//! Month grid for the events page.

use chrono::{Datelike, NaiveDate};
use yew::prelude::*;

pub const DAY_HEADERS: [&str; 7] = ["Sun", "Mon", "Tue", "Wed", "Thu", "Fri", "Sat"];

const MONTH_NAMES: [&str; 12] = [
    "January", "February", "March", "April", "May", "June",
    "July", "August", "September", "October", "November", "December",
];

#[derive(Clone, Copy, Debug, PartialEq, Eq)]
pub enum EventTag {
    Wellness,
    Nutrition,
}

#[derive(Clone, Copy, Debug, PartialEq, Eq)]
pub struct DemoEvent {
    pub label: &'static str,
    pub tag: EventTag,
}

/// The same three sample events are shown in every month.
pub fn demo_event(day: u32) -> Option<DemoEvent> {
    match day {
        25 => Some(DemoEvent { label: "Mindfulness Workshop", tag: EventTag::Wellness }),
        28 => Some(DemoEvent { label: "Cooking Class", tag: EventTag::Nutrition }),
        30 => Some(DemoEvent { label: "Fitness Challenge", tag: EventTag::Wellness }),
        _ => None,
    }
}

#[derive(Clone, Debug, PartialEq)]
pub enum CalendarCell {
    Header(&'static str),
    Blank,
    Day { day: u32, event: Option<DemoEvent> },
}

/// A calendar month. `month` is 0-based (January = 0).
#[derive(Clone, Copy, Debug, PartialEq, Eq)]
pub struct MonthView {
    pub month: u32,
    pub year: i32,
}

impl MonthView {
    pub fn containing(date: NaiveDate) -> Self {
        MonthView {
            month: date.month0(),
            year: date.year(),
        }
    }

    pub fn first_day(&self) -> Option<NaiveDate> {
        NaiveDate::from_ymd_opt(self.year, self.month + 1, 1)
    }

    /// Weekday of the 1st, Sunday = 0.
    pub fn first_weekday(&self) -> u32 {
        self.first_day()
            .map(|d| d.weekday().num_days_from_sunday())
            .unwrap_or(0)
    }

    pub fn days_in_month(&self) -> u32 {
        let next = self.next();
        match (self.first_day(), next.first_day()) {
            (Some(first), Some(following)) => (following - first).num_days() as u32,
            _ => 0,
        }
    }

    pub fn previous(&self) -> Self {
        if self.month == 0 {
            MonthView { month: 11, year: self.year - 1 }
        } else {
            MonthView { month: self.month - 1, year: self.year }
        }
    }

    pub fn next(&self) -> Self {
        if self.month == 11 {
            MonthView { month: 0, year: self.year + 1 }
        } else {
            MonthView { month: self.month + 1, year: self.year }
        }
    }

    pub fn title(&self) -> String {
        format!("{} {}", MONTH_NAMES[self.month as usize % 12], self.year)
    }

    /// Header row, leading blanks, then one cell per day.
    pub fn cells(&self) -> Vec<CalendarCell> {
        let first_weekday = self.first_weekday();
        let days = self.days_in_month();
        let mut cells = Vec::with_capacity(7 + (first_weekday + days) as usize);
        cells.extend(DAY_HEADERS.iter().map(|h| CalendarCell::Header(*h)));
        cells.extend((0..first_weekday).map(|_| CalendarCell::Blank));
        cells.extend((1..=days).map(|day| CalendarCell::Day { day, event: demo_event(day) }));
        cells
    }
}

fn render_cell(cell: &CalendarCell) -> Html {
    match cell {
        CalendarCell::Header(label) => html! {
            <div class="calendar-day-header">{*label}</div>
        },
        CalendarCell::Blank => html! {
            <div class="calendar-day empty"></div>
        },
        CalendarCell::Day { day, event } => {
            let tag_class = event.map(|e| match e.tag {
                EventTag::Wellness => "has-event event-wellness",
                EventTag::Nutrition => "has-event event-nutrition",
            });
            html! {
                <div class={classes!("calendar-day", tag_class)}>
                    <strong>{*day}</strong>
                    { if let Some(event) = event {
                        html! { <div class="calendar-event">{event.label}</div> }
                    } else {
                        html! {}
                    } }
                </div>
            }
        }
    }
}

#[function_component(EventCalendar)]
pub fn event_calendar() -> Html {
    let view = use_state(|| MonthView::containing(chrono::Local::now().date_naive()));

    let on_prev = {
        let view = view.clone();
        Callback::from(move |_: MouseEvent| view.set(view.previous()))
    };
    let on_next = {
        let view = view.clone();
        Callback::from(move |_: MouseEvent| view.set(view.next()))
    };

    html! {
        <div class="event-calendar">
            <div class="calendar-header">
                <button id="prevMonth" class="slider-btn" onclick={on_prev}>
                    <i class="fas fa-chevron-left"></i>
                </button>
                <h3 id="currentMonth">{view.title()}</h3>
                <button id="nextMonth" class="slider-btn" onclick={on_next}>
                    <i class="fas fa-chevron-right"></i>
                </button>
            </div>
            <div id="calendarGrid" class="calendar-grid">
                { for view.cells().iter().map(render_cell) }
            </div>
            <style>
                {r#"
                .calendar-header {
                    display: flex;
                    align-items: center;
                    justify-content: space-between;
                    margin-bottom: 1rem;
                }
                .calendar-grid {
                    display: grid;
                    grid-template-columns: repeat(7, 1fr);
                    gap: 1px;
                    background: var(--border);
                    border-radius: 8px;
                    overflow: hidden;
                }
                .calendar-day-header {
                    font-weight: bold;
                    text-align: center;
                    padding: 10px;
                    background: var(--surface);
                }
                .calendar-day {
                    padding: 10px;
                    min-height: 60px;
                    background: var(--bg);
                    cursor: pointer;
                    transition: background-color 0.3s ease;
                }
                .calendar-day.empty { cursor: default; }
                .calendar-day:not(.empty):hover { background: rgba(168, 218, 220, 0.3); }
                .calendar-day.event-wellness { background: rgba(168, 218, 220, 0.2); }
                .calendar-day.event-nutrition { background: rgba(39, 174, 96, 0.2); }
                .calendar-event { font-size: 10px; margin-top: 5px; color: #457B9D; }
                .event-nutrition .calendar-event { color: #27AE60; }
                "#}
            </style>
        </div>
    }
}

#[cfg(test)]
mod tests {
    use super::*;

    fn count(cells: &[CalendarCell]) -> (usize, usize, usize) {
        let headers = cells.iter().filter(|c| matches!(c, CalendarCell::Header(_))).count();
        let blanks = cells.iter().filter(|c| matches!(c, CalendarCell::Blank)).count();
        let days = cells.iter().filter(|c| matches!(c, CalendarCell::Day { .. })).count();
        (headers, blanks, days)
    }

    #[test]
    fn test_wednesday_start_has_three_blanks() {
        // May 2024 starts on a Wednesday.
        let may = MonthView { month: 4, year: 2024 };
        assert_eq!(may.first_weekday(), 3);
        let cells = may.cells();
        assert_eq!(count(&cells), (7, 3, 31));
        assert!(matches!(&cells[7..10], [CalendarCell::Blank, CalendarCell::Blank, CalendarCell::Blank]));
        assert_eq!(cells[10], CalendarCell::Day { day: 1, event: None });
    }

    #[test]
    fn test_days_in_month_handles_leap_years() {
        assert_eq!(MonthView { month: 1, year: 2024 }.days_in_month(), 29);
        assert_eq!(MonthView { month: 1, year: 2023 }.days_in_month(), 28);
        assert_eq!(MonthView { month: 1, year: 1900 }.days_in_month(), 28);
        assert_eq!(MonthView { month: 11, year: 2023 }.days_in_month(), 31);
        assert_eq!(MonthView { month: 3, year: 2023 }.days_in_month(), 30);
    }

    #[test]
    fn test_navigation_rolls_over_years() {
        let january = MonthView { month: 0, year: 2024 };
        assert_eq!(january.previous(), MonthView { month: 11, year: 2023 });
        let december = MonthView { month: 11, year: 2024 };
        assert_eq!(december.next(), MonthView { month: 0, year: 2025 });
        assert_eq!(january.next().previous(), january);
    }

    #[test]
    fn test_demo_events_only_on_their_days() {
        let cells = MonthView { month: 0, year: 2025 }.cells();
        let events: Vec<(u32, &str)> = cells
            .iter()
            .filter_map(|c| match c {
                CalendarCell::Day { day, event: Some(e) } => Some((*day, e.label)),
                _ => None,
            })
            .collect();
        assert_eq!(
            events,
            vec![(25, "Mindfulness Workshop"), (28, "Cooking Class"), (30, "Fitness Challenge")]
        );
    }

    #[test]
    fn test_short_month_has_no_day_thirty() {
        let cells = MonthView { month: 1, year: 2023 }.cells();
        assert!(!cells.iter().any(|c| matches!(c, CalendarCell::Day { day: 30, .. })));
    }

    #[test]
    fn test_title_names_month_and_year() {
        assert_eq!(MonthView { month: 8, year: 2025 }.title(), "September 2025");
    }

    #[test]
    fn test_sunday_start_has_no_blanks() {
        // September 2024 starts on a Sunday.
        let (_, blanks, days) = count(&MonthView { month: 8, year: 2024 }.cells());
        assert_eq!(blanks, 0);
        assert_eq!(days, 30);
    }
}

------------------------------------------------------------------------

» **Brief**:
Look through the entries above. Copy out every line holding the word "font".

» **Answer to this exercise**:
                    font-weight: bold;
                .calendar-event { font-size: 10px; margin-top: 5px; color: #457B9D; }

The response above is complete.